_Material to process_.
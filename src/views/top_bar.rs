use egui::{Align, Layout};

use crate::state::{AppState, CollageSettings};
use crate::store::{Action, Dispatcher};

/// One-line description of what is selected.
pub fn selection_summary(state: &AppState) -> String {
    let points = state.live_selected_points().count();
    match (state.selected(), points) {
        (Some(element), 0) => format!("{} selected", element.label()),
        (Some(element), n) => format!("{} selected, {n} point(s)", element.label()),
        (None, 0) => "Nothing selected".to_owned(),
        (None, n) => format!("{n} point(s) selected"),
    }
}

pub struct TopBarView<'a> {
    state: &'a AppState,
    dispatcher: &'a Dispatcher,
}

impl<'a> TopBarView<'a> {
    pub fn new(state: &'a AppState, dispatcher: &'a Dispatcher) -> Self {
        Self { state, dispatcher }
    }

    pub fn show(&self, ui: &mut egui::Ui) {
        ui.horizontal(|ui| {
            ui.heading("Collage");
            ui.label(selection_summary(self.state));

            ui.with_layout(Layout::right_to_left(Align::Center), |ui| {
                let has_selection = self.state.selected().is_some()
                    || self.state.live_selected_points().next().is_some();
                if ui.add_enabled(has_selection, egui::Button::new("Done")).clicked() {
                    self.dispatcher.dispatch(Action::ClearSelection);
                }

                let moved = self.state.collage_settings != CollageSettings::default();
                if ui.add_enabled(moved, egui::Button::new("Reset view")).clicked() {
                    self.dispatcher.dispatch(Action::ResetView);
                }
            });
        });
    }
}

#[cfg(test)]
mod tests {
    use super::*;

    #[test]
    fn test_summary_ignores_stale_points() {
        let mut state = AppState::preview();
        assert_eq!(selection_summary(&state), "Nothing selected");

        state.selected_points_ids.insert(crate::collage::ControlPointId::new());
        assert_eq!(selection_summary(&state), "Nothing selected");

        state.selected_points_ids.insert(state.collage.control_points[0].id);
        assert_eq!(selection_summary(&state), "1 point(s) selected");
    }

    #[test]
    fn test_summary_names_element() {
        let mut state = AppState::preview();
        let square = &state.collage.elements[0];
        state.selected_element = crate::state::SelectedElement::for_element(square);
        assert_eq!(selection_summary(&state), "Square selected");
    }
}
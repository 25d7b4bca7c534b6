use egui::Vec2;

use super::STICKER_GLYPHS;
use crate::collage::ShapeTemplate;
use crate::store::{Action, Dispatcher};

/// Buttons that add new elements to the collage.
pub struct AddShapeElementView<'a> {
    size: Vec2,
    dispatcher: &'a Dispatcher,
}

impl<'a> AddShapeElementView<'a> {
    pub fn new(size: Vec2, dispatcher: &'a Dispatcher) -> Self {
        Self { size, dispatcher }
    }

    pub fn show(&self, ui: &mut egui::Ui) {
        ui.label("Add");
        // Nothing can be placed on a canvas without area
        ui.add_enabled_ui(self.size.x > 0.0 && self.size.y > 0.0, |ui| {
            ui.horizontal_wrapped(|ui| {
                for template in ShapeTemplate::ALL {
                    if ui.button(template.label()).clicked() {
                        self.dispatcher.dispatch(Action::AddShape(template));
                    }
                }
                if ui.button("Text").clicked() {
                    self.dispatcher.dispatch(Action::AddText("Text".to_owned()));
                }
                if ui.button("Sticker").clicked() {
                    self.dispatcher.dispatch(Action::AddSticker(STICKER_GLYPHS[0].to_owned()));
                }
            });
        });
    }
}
* * *
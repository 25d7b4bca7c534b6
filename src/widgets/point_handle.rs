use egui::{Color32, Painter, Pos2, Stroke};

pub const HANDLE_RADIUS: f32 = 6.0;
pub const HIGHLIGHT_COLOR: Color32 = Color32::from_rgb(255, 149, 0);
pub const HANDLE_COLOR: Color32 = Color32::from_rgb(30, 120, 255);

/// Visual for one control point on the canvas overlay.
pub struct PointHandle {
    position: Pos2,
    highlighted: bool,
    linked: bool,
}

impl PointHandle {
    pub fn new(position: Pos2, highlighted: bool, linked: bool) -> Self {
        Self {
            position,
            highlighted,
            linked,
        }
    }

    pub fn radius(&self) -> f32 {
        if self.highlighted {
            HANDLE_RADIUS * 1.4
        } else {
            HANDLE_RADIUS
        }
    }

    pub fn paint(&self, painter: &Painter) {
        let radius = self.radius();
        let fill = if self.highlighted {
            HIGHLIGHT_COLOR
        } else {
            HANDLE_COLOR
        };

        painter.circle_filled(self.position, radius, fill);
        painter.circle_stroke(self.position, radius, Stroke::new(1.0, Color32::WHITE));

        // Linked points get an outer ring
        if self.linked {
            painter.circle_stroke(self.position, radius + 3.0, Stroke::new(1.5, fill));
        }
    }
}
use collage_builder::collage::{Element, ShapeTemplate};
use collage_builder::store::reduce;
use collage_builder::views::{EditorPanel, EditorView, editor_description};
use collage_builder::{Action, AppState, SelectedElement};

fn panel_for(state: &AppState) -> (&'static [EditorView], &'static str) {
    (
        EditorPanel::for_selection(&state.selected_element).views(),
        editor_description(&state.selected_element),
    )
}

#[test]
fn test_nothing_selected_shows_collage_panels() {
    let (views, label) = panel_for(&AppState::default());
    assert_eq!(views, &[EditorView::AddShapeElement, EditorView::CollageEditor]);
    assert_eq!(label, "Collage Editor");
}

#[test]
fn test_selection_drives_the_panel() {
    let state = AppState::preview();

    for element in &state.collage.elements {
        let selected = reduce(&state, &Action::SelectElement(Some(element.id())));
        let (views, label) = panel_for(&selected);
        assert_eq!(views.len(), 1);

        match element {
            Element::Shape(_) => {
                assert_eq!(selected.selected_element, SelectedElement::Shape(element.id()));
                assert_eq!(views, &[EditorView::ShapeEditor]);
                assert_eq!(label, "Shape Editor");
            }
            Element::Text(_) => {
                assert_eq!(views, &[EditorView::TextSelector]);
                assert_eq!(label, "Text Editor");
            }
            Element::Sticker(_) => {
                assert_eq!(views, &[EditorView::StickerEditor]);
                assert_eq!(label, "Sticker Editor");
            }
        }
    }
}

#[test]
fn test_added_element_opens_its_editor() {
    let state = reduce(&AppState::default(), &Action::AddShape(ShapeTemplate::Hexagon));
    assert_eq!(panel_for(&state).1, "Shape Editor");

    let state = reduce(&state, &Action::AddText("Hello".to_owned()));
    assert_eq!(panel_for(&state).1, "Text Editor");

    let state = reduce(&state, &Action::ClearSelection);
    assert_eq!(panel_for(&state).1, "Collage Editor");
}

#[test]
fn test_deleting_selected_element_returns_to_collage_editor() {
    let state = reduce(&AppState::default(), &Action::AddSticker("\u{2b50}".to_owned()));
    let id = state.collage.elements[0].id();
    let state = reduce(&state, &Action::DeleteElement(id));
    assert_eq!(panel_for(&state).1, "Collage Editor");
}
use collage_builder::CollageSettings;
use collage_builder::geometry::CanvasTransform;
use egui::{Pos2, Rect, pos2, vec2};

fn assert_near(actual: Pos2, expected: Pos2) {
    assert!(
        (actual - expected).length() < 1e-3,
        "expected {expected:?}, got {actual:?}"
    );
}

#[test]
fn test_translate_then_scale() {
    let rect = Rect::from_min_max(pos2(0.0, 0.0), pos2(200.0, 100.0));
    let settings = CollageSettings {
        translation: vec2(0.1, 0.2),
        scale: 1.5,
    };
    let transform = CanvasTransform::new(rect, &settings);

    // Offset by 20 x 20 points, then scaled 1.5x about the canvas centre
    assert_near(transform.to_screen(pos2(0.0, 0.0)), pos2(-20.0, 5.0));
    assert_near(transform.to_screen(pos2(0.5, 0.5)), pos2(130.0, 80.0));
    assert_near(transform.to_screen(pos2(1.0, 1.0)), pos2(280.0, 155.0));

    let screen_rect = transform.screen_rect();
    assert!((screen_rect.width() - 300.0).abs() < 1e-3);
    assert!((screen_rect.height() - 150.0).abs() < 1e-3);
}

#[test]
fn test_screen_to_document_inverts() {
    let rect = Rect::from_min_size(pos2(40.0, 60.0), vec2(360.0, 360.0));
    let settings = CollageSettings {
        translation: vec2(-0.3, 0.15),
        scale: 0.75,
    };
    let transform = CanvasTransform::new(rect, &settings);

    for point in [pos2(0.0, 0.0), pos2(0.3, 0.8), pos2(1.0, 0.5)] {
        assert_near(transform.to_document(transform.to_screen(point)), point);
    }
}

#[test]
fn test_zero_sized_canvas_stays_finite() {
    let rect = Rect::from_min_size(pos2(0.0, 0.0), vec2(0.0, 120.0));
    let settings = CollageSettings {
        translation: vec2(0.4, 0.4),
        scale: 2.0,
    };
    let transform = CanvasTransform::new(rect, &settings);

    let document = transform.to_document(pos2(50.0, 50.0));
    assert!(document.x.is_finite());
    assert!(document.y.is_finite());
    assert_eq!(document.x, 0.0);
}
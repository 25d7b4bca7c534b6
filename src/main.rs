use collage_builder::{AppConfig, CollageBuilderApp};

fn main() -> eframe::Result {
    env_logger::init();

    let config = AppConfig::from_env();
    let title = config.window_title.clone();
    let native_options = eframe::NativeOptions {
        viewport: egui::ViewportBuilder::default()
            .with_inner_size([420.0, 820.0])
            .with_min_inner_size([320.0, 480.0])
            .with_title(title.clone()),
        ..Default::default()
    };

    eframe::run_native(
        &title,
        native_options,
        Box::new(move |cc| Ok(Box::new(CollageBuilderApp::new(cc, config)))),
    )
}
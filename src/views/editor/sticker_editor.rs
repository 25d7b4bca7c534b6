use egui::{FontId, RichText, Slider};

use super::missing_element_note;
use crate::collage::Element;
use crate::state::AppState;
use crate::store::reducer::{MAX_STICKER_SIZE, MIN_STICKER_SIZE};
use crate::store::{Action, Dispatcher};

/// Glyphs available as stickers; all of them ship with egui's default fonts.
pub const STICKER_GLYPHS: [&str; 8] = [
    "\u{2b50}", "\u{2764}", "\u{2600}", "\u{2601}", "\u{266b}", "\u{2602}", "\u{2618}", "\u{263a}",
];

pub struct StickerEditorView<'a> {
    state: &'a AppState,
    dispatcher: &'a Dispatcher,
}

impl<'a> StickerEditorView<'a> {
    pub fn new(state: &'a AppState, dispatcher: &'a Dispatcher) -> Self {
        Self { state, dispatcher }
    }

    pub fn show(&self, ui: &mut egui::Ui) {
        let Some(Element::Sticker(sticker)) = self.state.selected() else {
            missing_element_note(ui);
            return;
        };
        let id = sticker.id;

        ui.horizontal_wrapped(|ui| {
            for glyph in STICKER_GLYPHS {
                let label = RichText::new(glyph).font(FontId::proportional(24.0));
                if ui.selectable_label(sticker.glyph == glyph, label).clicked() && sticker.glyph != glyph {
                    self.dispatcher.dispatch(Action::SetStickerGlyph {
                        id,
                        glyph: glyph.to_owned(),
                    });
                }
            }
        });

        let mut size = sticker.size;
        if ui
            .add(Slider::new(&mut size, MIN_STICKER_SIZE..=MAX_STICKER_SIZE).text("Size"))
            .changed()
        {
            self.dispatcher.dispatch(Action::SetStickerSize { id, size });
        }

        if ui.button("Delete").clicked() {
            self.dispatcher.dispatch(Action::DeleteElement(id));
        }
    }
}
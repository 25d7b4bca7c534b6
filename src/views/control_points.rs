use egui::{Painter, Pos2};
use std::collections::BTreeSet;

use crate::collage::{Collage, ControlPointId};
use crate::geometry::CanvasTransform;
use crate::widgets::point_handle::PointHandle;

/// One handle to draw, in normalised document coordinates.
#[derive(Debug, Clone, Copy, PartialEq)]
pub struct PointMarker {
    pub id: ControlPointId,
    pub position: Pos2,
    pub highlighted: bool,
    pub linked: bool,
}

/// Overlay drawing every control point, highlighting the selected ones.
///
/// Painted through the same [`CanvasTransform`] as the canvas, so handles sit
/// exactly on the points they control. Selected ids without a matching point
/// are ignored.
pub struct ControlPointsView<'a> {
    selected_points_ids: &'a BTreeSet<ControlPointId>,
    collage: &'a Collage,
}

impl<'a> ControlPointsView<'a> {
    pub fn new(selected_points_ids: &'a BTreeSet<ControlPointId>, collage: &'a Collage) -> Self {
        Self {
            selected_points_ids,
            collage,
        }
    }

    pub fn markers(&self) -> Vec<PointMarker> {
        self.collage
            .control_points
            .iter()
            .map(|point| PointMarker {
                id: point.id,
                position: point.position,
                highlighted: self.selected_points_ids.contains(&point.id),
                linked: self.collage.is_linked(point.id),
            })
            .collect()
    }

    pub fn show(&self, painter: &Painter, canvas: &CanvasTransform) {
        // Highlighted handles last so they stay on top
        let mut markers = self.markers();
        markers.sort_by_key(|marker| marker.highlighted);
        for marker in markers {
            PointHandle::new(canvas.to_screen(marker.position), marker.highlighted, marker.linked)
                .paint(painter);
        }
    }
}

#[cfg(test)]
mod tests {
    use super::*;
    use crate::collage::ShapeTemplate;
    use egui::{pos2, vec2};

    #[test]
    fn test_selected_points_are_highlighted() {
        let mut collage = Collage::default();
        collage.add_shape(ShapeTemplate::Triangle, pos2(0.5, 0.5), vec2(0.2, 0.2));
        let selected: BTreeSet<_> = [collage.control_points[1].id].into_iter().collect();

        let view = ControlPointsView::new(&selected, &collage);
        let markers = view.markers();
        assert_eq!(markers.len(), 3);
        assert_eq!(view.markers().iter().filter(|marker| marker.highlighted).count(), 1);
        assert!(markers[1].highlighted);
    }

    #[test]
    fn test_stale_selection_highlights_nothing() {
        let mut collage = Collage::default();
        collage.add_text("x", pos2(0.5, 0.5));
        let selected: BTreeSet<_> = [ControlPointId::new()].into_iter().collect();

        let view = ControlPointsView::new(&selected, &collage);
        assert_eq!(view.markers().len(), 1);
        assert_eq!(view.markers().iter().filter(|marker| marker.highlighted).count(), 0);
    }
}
---
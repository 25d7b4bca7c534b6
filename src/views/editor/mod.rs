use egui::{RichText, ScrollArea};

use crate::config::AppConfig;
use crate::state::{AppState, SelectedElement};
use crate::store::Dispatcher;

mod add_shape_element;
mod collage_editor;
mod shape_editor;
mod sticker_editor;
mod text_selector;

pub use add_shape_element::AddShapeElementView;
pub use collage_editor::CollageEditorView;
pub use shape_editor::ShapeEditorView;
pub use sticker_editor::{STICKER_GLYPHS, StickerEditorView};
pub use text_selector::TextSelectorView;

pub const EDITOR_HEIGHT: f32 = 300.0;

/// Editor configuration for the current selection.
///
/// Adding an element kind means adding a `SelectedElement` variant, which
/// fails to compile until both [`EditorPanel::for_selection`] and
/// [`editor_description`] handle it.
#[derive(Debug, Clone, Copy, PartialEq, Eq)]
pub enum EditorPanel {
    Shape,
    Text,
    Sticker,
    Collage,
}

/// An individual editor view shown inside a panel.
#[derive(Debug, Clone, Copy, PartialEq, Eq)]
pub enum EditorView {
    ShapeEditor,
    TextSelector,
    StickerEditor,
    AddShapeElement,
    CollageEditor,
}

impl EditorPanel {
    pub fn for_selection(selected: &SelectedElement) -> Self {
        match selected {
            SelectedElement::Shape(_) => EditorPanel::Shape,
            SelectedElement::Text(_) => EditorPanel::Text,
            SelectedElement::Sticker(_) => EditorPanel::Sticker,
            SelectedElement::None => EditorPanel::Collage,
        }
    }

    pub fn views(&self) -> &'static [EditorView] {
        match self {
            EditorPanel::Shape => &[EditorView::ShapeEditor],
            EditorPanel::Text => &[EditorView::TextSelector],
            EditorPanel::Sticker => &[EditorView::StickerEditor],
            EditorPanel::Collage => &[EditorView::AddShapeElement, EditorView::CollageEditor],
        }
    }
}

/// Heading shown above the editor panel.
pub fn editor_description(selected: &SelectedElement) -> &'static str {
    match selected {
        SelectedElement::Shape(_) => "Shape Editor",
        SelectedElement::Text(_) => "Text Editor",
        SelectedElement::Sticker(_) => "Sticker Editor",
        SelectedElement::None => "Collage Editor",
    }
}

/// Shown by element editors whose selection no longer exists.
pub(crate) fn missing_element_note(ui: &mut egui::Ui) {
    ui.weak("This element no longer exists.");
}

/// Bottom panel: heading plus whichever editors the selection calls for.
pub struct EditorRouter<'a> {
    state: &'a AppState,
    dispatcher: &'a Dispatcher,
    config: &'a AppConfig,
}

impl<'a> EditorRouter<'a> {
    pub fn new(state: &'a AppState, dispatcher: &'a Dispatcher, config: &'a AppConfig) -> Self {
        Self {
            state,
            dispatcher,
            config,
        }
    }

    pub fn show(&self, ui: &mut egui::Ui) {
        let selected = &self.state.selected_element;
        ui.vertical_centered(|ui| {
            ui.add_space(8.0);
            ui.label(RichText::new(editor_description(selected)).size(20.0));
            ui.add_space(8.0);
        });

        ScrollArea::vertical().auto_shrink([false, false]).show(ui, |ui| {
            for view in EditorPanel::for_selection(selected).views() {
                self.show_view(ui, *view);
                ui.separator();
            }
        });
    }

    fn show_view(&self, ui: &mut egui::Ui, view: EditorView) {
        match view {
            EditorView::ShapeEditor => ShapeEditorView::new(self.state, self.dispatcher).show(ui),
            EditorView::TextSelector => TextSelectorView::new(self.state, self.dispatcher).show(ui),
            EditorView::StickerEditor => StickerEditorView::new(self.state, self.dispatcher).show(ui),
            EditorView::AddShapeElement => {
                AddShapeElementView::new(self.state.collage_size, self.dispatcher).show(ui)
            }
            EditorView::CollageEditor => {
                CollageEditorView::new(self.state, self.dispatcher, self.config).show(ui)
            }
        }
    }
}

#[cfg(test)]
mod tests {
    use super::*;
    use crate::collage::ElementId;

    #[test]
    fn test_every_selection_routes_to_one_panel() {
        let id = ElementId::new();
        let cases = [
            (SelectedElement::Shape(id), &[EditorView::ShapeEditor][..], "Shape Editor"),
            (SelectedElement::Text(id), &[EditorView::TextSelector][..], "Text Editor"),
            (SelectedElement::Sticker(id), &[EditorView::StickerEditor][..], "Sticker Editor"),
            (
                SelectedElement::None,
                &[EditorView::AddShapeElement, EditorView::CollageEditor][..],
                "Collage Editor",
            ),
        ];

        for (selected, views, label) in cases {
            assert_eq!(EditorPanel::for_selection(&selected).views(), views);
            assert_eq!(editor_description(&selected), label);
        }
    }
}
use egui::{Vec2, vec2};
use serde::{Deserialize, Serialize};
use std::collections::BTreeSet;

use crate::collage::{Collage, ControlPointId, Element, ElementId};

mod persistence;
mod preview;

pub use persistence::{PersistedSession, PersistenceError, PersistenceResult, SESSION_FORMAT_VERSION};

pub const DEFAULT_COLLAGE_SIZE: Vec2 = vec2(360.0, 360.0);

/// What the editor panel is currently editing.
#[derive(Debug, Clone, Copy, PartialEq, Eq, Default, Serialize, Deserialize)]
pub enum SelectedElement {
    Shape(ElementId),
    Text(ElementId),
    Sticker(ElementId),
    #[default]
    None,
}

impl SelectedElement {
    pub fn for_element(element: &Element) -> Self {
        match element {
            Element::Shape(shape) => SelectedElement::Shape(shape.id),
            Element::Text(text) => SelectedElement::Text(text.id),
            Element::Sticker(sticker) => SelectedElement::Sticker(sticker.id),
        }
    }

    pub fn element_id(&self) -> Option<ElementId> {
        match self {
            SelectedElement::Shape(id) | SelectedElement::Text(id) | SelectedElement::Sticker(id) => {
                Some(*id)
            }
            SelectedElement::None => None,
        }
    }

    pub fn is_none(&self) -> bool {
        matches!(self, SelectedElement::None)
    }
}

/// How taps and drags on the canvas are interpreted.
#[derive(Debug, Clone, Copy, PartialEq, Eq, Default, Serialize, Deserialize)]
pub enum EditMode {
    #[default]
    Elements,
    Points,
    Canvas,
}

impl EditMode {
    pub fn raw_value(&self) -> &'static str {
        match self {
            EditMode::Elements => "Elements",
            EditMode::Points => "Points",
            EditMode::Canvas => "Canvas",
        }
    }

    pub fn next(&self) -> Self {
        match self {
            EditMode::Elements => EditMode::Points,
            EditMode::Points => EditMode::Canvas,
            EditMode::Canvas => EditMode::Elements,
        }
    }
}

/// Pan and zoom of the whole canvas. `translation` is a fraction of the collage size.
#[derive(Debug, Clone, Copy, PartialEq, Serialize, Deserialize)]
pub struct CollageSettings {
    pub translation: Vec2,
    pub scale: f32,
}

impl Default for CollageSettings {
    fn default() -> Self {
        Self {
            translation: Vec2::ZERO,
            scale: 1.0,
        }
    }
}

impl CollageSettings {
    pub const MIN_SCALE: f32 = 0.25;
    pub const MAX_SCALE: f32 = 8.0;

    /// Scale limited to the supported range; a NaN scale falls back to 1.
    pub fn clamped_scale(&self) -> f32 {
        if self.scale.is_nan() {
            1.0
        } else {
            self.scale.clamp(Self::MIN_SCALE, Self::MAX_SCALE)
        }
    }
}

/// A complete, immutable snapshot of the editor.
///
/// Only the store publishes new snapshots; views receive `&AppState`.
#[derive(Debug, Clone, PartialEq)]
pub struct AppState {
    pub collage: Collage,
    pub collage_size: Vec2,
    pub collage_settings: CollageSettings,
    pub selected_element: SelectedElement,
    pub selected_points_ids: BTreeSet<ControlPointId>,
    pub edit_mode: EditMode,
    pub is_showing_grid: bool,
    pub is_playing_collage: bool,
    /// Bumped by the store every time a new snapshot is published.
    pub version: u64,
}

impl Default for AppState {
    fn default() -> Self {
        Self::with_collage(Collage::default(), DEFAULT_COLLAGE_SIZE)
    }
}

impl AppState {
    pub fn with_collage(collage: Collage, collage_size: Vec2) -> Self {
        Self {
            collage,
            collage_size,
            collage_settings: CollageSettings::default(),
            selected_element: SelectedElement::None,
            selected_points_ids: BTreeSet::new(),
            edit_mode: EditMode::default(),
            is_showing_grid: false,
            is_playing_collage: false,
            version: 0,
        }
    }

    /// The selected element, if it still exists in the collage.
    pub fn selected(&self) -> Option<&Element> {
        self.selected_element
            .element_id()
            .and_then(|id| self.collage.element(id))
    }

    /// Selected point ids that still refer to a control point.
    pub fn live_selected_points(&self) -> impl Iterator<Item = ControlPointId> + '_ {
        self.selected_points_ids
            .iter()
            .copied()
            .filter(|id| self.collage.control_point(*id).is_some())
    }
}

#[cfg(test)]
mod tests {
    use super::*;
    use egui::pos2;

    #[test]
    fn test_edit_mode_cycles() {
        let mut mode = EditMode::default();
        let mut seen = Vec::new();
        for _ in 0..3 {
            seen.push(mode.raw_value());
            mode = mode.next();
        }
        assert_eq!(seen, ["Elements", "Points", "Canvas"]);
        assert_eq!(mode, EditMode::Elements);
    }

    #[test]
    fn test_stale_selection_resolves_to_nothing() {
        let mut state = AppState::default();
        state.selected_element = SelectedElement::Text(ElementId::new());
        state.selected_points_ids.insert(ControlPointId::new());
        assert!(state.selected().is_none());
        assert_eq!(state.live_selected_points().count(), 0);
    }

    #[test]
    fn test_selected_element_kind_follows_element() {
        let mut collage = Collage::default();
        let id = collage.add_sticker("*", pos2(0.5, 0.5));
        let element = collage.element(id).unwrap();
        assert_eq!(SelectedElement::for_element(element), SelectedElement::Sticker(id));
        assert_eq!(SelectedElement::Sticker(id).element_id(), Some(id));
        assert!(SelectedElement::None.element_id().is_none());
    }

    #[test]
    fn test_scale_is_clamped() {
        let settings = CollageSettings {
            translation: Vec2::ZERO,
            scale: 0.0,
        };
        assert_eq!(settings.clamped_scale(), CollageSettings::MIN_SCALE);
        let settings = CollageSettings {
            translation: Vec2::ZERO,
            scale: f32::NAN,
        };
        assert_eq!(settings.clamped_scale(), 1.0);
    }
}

_Task details_. Identify the lines in the entries that hold "actual" and return each one.

_The answer_.
fn assert_near(actual: Pos2, expected: Pos2) {
        (actual - expected).length() < 1e-3,
        "expected {expected:?}, got {actual:?}"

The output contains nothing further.